- D'où vient ce gosse ?

Le visage de Zoro montre très clairement son irritation. Il est assis par terre sur le pont, en tailleur, les bras croisés, dans sa position favorite. Pour un peu on pourrait croire qu'il est sur le point de faire une sieste, mais cela serait sans compter l'attroupement de la moitié de l'équipage autour de lui et des braillements insupportables du nourrisson qui rendent tout sommeil bonnement impossible.

- De la vigie.

Sanji grince des dents et jette un regard désespéré à Robin. Il a une envie fracassante d'asséner un coup de pied à leur second afin de lui soutirer une réponse qui fasse sens, mais le bébé qui hurle et se débat dans ses bras accapare la plupart de son attention et de ses efforts physiques. Comment un petit être humain peut-il être aussi insupportable ? Ce n'est pas aujourd'hui que Sanji aura la réponse.

Franky, plus sensible que Robin aux supplications de Sanji, se rajoute à l'interrogatoire, conscient du besoin imminent de médiation, en l'absence de l'autorité naturelle de Nami.

- Zoro-Bro, ce que Sanji-cook essaye de te demander c'est comment il est apparu sur le navire. Tu n'as pas une petite idée ?

Zoro grommelle et leur jette un regard moitié assassin, comme pour leur faire comprendre qu'il a conscience d'être pris pour un crétin et qu'il n'apprécie pas cela outre mesure.

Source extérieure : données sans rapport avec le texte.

//! Signature-hash preimage construction.
//!
//! The ledger uses the replay-protected preimage layout throughout (the
//! BIP143 descendant with a fork-id bit): per-input value commitment plus
//! aggregate prevout/sequence/output hashes. The covenant relies on this
//! layout: the Partial accept path pushes the whole preimage into the
//! unlocking script so the program can introspect the outputs it constrains.

use crate::hash::sha256d;
use crate::script::Script;
use crate::tx::Tx;

pub const SIGHASH_ALL: u32 = 0x01;
pub const SIGHASH_NONE: u32 = 0x02;
pub const SIGHASH_SINGLE: u32 = 0x03;
pub const SIGHASH_FORKID: u32 = 0x40;
pub const SIGHASH_ANYONECANPAY: u32 = 0x80;

const BASE_MASK: u32 = 0x1f;

/// Double-SHA-256 over every input's serialized prevout.
pub fn hash_prevouts(tx: &Tx) -> [u8; 32] {
    let mut data = Vec::with_capacity(36 * tx.inputs.len());
    for input in &tx.inputs {
        input.prev_out.write_to(&mut data);
    }
    sha256d(&data)
}

/// Double-SHA-256 over every input's sequence number.
pub fn hash_sequence(tx: &Tx) -> [u8; 32] {
    let mut data = Vec::with_capacity(4 * tx.inputs.len());
    for input in &tx.inputs {
        data.extend_from_slice(&input.sequence.to_le_bytes());
    }
    sha256d(&data)
}

/// Double-SHA-256 over every serialized output.
pub fn hash_outputs(tx: &Tx) -> [u8; 32] {
    let mut data = Vec::new();
    for output in &tx.outputs {
        output.write_to(&mut data);
    }
    sha256d(&data)
}

/// Build the signature-hash preimage for `input_idx`.
///
/// `script_code` is the locking script being satisfied (the redeem script
/// for P2SH inputs), `input_sats` the value of the spent output.
pub fn sighash_preimage(
    tx: &Tx,
    input_idx: usize,
    script_code: &Script,
    input_sats: u64,
    flags: u32,
) -> Vec<u8> {
    let input = &tx.inputs[input_idx];
    let anyone_can_pay = flags & SIGHASH_ANYONECANPAY != 0;
    let base = flags & BASE_MASK;

    let mut preimage = Vec::new();
    preimage.extend_from_slice(&tx.version.to_le_bytes());
    preimage.extend_from_slice(&if anyone_can_pay {
        [0u8; 32]
    } else {
        hash_prevouts(tx)
    });
    preimage.extend_from_slice(&if anyone_can_pay || base != SIGHASH_ALL {
        [0u8; 32]
    } else {
        hash_sequence(tx)
    });
    input.prev_out.write_to(&mut preimage);
    crate::ser::write_compact_size(&mut preimage, script_code.len() as u64);
    preimage.extend_from_slice(script_code.bytecode());
    preimage.extend_from_slice(&input_sats.to_le_bytes());
    preimage.extend_from_slice(&input.sequence.to_le_bytes());
    preimage.extend_from_slice(&match base {
        SIGHASH_NONE => [0u8; 32],
        SIGHASH_SINGLE => {
            if input_idx < tx.outputs.len() {
                let mut data = Vec::new();
                tx.outputs[input_idx].write_to(&mut data);
                sha256d(&data)
            } else {
                [0u8; 32]
            }
        }
        _ => hash_outputs(tx),
    });
    preimage.extend_from_slice(&tx.locktime.to_le_bytes());
    preimage.extend_from_slice(&flags.to_le_bytes());
    preimage
}

/// The digest actually signed: double-SHA-256 of the preimage.
pub fn sighash(
    tx: &Tx,
    input_idx: usize,
    script_code: &Script,
    input_sats: u64,
    flags: u32,
) -> [u8; 32] {
    sha256d(&sighash_preimage(tx, input_idx, script_code, input_sats, flags))
}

- Je dormais. Il était dans mes bras quand je me suis réveillé. Vous voulez que je dise quoi de plus ?

Robin a un rire léger qui suffit à adoucir Sanji, mais il n'est toujours pas loin d'étriper le sabreur. Après tout, il n'a pas l'air d'avoir saisi la gravité de la situation. Un enfant n'apparaît pas comme ça sur un bateau pirate en pleine mer. Ils pourraient avoir un autre passager clandestin, ou pire, d'autres bébés.
L'archéologue le déleste de son fardeau bruyant, tentant à son tour de calmer le nourrisson, les yeux perdus dans le vague comme à chaque fois qu'elle réfléchit à voix haute.

- Je doute que quiconque ait pu survivre clandestinement à la tempête que nous avons essuyée.

Franky la regarde un instant bercer le bébé qui se laisse moyennement faire puis part s'emparer machinalement de ses outils, la pensée pratique. S'ils vont devoir accueillir cet enfant jusqu'à nouvel ordre, autant être préparé dès que possible et rendre le Sunny baby-proof. Quant-à résoudre le mystère de son apparition, il a pleinement confiance en Robin. Sanji farfouille brièvement dans sa veste pour trouver son paquet de cigarettes, l'attention focalisée sur Robin qui continue ses théories.

- On raconte souvent que la mer donne autant qu'elle prend, continue Robin. Peut-être que ce bébé est né de l'écume...

Zoro ne peut s'empêcher de ricaner à l'évocation de la légende. Il sait bien que la mer fait des miracles, mais de là à engendrer un être humain, il faut pas pousser.

- C'est ça. On a passé sept jours dans un accouchement violent alors ?

Sanji, lui, est plutôt séduit par l'idée. Les pleurs du bébé s'éteignent un peu, mais pas assez pour le sabreur, qui se relève et fait signe à Robin de lui donner l'enfant. Il le démaillotte un peu et le plaque contre son torse d'une délicatesse qui lui est peu courante.

- Un enfant de la mer… murmure Sanji un peu rêveusement. J'aurai préféré une sirène.

L'ambiance est soudainement assez silencieuse pour qu'il puisse entendre le grognement sourd de Zoro qui doit sûrement le traiter en son fort intérieur de pervers accompli. Le bébé a cessé ses braillements dans les bras de Zoro et a l'air de mâcher paisiblement sa langue, les yeux mi-clos et la mine toujours un peu boudeuse. Le soupir de soulagement est général, et Sanji fait jouer son briquet pour allumer une cigarette.

C'est la voix basse et accusatrice de Zoro qui l'arrête, alors qu'il le regarde d'un mauvais œil, tenant de manière inquisitrice leur visiteur.

- Pas de cigarette avec les gosses.

Et pour une fois, alors qu'un frisson lui parcourt le dos, Sanji obéit.